Abstract Hemocyanin, the predominant protein in the hemolymph of crustaceans, was isolated from the plasma of the giant freshwater prawn Macrobrachium rosenbergii (De Man, 1879) and investigated, with its separated proteins MrHc1, 2, 3, and 4 (60, 114, 50, and 325 kDa, respectively) for hemagglutination (HA) activity. Hemocyanin against erythrocytes from human A, B, and O blood groups, mouse, rat sheep, water buffalo, and rabbit showed HA titer values higher than plasma. Of the four proteins isolated from hemocyanin, MrHc1 alone appeared to agglutinate the tested erythrocytes. Evaluated specific hemagglutination activity was higher for hemocyanin when compared to plasma.
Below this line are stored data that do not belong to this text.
//! CLI error types.

use greeny_calc::CalcError;
use thiserror::Error;

/// CLI error type.
#[derive(Debug, Error)]
pub enum CliError {
    /// A calculator input was out of range.
    #[error("Invalid {flag}: {reason}")]
    InvalidInput {
        /// Command-line flag carrying the value.
        flag: &'static str,
        /// What was wrong with it.
        reason: String,
    },

    /// Serialization error.
    #[error("Serialization error: {0}")]
    Serialization(#[from] serde_json::Error),
}

impl CliError {
    /// Rejected `emi` input, named by its flag.
    pub fn loan(err: CalcError) -> Self {
        let flag = match err.field() {
            "principal" => "--principal",
            "annualRatePercent" => "--rate",
            "tenureMonths" => "--tenure",
            _ => "input",
        };
        Self::invalid(flag, err)
    }

    /// Rejected `deposit` input, named by its flag.
    pub fn deposit(err: CalcError) -> Self {
        let flag = match err.field() {
            "principal" | "monthlyAmount" | "dailyAmount" => "--amount",
            "annualRatePercent" => "--rate",
            "tenureMonths" => "--years/--months",
            "type" => "--kind",
            _ => "input",
        };
        Self::invalid(flag, err)
    }

    fn invalid(flag: &'static str, err: CalcError) -> Self {
        let CalcError::InvalidInput { reason, .. } = err;
        CliError::InvalidInput { flag, reason }
    }
}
Sugar binding ability with N-acetylated sugars observed for plasma was restricted to N-acetyl neuraminic acid for hemocyanin and MrHc1. Inhibition of hemagglutination (HAI) by bovine submaxillary mucin (BSM) further defined the agglutination ability of hemocyanin and MrHc1. The hemocyanin protein MrHc1 on matrix-assisted laser desorption/ionization-time of flight-mass spectrometry (MALDI–TOF/MS) and search in MASCOT database showed homology to hypothetical protein of Branchiostoma floridae Hubbs, 1922 (Cephalochordata). The results clearly indicated that the structure of the hemocyanin had evolved binding sites for sugar or sugar-linkages independently lacking homology with other hemocyanin or lectin-like proteins. The immunogenicity of this hemocyanin probably has biomedical applications as carrier adjuvants, which needs further investigation.